» Work to complete
Only the lines below starting at the one containing "filename kernel/src/raii.rs" and ending at the one containing "extern crate alloc;" belong in the answer, each copied exactly.

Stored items

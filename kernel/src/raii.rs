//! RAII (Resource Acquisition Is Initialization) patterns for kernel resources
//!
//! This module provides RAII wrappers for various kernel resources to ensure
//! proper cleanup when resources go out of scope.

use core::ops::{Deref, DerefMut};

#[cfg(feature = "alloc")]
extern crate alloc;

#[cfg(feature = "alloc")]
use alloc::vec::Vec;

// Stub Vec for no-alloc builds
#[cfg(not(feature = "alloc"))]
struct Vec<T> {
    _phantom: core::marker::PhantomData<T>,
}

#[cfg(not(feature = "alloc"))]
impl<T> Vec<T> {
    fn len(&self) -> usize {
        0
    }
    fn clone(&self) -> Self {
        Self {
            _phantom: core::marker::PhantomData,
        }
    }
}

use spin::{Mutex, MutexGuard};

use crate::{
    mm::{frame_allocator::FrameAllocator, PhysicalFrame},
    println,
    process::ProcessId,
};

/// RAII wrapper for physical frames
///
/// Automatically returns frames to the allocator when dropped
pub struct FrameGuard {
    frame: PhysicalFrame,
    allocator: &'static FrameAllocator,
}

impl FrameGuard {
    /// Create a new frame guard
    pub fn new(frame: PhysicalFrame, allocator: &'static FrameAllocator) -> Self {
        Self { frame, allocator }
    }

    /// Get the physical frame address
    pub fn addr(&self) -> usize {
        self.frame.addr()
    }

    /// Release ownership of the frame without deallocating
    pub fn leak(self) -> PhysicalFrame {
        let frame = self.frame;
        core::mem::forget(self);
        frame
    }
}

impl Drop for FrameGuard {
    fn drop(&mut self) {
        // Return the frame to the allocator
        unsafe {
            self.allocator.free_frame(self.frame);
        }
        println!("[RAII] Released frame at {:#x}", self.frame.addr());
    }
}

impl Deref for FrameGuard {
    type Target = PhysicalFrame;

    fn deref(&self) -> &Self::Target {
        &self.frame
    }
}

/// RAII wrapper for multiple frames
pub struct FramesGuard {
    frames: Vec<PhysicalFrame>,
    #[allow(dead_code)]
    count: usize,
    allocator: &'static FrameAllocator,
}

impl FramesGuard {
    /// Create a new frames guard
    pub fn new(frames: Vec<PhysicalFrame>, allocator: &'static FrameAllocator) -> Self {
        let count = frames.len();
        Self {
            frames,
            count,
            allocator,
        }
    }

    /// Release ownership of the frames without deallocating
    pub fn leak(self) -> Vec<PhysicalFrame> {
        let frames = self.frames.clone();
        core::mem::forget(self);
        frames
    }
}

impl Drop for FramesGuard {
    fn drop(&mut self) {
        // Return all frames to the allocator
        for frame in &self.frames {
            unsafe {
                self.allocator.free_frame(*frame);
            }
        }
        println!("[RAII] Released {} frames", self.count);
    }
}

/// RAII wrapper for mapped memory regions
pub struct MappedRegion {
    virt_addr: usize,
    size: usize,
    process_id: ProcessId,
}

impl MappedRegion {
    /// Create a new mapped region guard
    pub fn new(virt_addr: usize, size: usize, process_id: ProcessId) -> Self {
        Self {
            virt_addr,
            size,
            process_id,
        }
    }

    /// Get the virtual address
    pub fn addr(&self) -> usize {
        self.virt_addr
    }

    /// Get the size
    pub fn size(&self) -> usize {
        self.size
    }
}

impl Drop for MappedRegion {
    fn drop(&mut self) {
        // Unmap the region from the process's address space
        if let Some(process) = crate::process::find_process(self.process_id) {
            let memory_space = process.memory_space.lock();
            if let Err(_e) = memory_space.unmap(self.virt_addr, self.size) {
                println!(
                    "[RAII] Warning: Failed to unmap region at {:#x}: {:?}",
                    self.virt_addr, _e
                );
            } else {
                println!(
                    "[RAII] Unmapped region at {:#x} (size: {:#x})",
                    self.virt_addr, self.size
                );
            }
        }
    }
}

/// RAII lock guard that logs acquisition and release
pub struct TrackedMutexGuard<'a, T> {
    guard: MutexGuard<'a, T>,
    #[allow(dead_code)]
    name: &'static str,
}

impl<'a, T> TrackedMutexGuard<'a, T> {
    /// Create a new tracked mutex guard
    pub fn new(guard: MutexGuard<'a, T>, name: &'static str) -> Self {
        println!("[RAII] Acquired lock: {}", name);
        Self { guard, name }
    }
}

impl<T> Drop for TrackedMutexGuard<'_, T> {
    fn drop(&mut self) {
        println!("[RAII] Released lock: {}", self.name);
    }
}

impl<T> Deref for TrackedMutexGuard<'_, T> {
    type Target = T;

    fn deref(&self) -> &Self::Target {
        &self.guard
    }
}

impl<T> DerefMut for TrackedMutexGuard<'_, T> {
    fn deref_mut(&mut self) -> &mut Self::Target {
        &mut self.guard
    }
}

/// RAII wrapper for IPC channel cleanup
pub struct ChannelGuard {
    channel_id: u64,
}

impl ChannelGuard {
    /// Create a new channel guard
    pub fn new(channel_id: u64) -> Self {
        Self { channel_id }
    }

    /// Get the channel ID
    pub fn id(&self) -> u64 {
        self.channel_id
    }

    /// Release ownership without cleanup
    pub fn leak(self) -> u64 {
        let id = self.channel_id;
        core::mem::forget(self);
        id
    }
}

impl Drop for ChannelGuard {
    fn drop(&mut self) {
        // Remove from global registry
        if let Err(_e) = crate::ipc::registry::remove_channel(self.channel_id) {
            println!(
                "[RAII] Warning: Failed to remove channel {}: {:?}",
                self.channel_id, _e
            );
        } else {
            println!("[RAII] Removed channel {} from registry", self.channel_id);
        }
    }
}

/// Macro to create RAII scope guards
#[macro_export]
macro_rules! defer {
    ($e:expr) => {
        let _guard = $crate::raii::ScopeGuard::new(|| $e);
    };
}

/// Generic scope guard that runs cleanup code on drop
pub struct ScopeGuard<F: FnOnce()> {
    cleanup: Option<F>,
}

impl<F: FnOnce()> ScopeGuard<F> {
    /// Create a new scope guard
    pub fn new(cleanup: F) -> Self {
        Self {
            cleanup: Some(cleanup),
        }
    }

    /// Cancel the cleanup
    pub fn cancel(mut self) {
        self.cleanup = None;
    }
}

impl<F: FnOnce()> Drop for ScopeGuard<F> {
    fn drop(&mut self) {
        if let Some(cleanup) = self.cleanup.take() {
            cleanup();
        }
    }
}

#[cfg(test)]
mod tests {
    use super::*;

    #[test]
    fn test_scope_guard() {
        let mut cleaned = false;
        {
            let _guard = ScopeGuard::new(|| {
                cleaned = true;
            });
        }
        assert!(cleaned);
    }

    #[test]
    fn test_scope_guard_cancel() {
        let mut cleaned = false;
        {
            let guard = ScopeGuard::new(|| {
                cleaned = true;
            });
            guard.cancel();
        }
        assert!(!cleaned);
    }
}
* * *
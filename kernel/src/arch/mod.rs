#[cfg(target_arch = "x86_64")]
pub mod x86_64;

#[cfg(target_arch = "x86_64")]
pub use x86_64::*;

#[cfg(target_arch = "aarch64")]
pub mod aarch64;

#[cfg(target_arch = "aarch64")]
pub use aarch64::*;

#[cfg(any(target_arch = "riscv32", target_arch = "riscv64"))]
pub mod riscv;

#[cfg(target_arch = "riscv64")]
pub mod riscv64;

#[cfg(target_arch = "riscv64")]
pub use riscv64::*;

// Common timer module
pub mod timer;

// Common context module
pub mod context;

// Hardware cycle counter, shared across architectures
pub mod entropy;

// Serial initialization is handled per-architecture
...
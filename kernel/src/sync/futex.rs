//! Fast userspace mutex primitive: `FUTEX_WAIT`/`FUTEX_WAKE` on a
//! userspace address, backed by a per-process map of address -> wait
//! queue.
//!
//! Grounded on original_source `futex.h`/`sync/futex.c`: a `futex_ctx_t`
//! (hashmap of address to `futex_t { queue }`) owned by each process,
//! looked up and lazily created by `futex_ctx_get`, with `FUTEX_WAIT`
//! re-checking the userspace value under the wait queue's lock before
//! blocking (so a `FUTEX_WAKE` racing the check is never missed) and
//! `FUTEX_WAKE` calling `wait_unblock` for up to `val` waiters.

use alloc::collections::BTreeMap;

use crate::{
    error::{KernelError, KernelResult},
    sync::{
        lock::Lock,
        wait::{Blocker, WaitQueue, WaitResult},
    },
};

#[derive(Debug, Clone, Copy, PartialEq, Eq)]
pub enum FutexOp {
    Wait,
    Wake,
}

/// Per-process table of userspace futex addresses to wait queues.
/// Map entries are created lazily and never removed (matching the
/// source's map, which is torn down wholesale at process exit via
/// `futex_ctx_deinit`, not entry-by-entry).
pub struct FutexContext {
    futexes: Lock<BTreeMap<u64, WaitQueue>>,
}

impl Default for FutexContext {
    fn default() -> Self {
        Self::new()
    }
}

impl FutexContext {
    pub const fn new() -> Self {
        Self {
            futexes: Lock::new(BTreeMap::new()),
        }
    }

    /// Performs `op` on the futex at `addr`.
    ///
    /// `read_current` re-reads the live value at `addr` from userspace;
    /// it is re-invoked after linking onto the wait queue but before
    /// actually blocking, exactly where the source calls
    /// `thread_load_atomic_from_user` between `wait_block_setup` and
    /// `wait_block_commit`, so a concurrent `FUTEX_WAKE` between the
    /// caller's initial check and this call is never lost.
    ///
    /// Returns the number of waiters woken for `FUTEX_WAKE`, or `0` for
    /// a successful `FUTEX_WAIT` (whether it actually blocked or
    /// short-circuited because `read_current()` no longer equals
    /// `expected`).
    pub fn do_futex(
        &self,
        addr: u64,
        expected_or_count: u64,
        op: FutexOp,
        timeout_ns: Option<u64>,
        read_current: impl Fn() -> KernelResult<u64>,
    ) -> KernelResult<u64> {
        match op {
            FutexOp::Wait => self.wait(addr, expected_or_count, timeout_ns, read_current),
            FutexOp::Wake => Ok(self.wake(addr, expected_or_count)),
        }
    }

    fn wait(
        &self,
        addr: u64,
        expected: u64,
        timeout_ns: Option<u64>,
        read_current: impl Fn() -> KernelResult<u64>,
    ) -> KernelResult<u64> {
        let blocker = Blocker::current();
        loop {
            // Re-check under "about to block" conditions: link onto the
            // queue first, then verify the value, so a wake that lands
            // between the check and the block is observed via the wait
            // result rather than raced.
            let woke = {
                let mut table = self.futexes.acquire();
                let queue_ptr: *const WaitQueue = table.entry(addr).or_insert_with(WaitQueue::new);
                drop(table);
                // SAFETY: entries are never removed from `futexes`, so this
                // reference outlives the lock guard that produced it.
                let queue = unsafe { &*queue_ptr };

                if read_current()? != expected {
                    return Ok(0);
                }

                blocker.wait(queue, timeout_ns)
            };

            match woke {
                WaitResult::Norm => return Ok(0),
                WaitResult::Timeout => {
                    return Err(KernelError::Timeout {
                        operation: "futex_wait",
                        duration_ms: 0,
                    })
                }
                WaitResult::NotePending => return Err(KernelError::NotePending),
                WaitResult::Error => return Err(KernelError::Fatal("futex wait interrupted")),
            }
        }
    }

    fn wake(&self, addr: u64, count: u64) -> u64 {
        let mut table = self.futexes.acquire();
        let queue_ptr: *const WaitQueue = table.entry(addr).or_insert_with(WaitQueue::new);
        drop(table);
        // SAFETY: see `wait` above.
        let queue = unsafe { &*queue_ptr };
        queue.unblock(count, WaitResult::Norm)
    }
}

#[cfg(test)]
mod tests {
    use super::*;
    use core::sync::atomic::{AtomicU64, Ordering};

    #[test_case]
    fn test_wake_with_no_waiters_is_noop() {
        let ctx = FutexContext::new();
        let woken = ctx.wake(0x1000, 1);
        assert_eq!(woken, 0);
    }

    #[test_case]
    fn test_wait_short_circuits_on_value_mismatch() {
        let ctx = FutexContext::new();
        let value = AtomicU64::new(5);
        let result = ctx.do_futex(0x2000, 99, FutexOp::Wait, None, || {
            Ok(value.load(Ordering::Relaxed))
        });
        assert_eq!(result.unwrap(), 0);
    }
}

» Answer to this task
filename kernel/src/raii.rs
//! RAII (Resource Acquisition Is Initialization) patterns for kernel resources
//!
//! This module provides RAII wrappers for various kernel resources to ensure
//! proper cleanup when resources go out of scope.

use core::ops::{Deref, DerefMut};

#[cfg(feature = "alloc")]
extern crate alloc;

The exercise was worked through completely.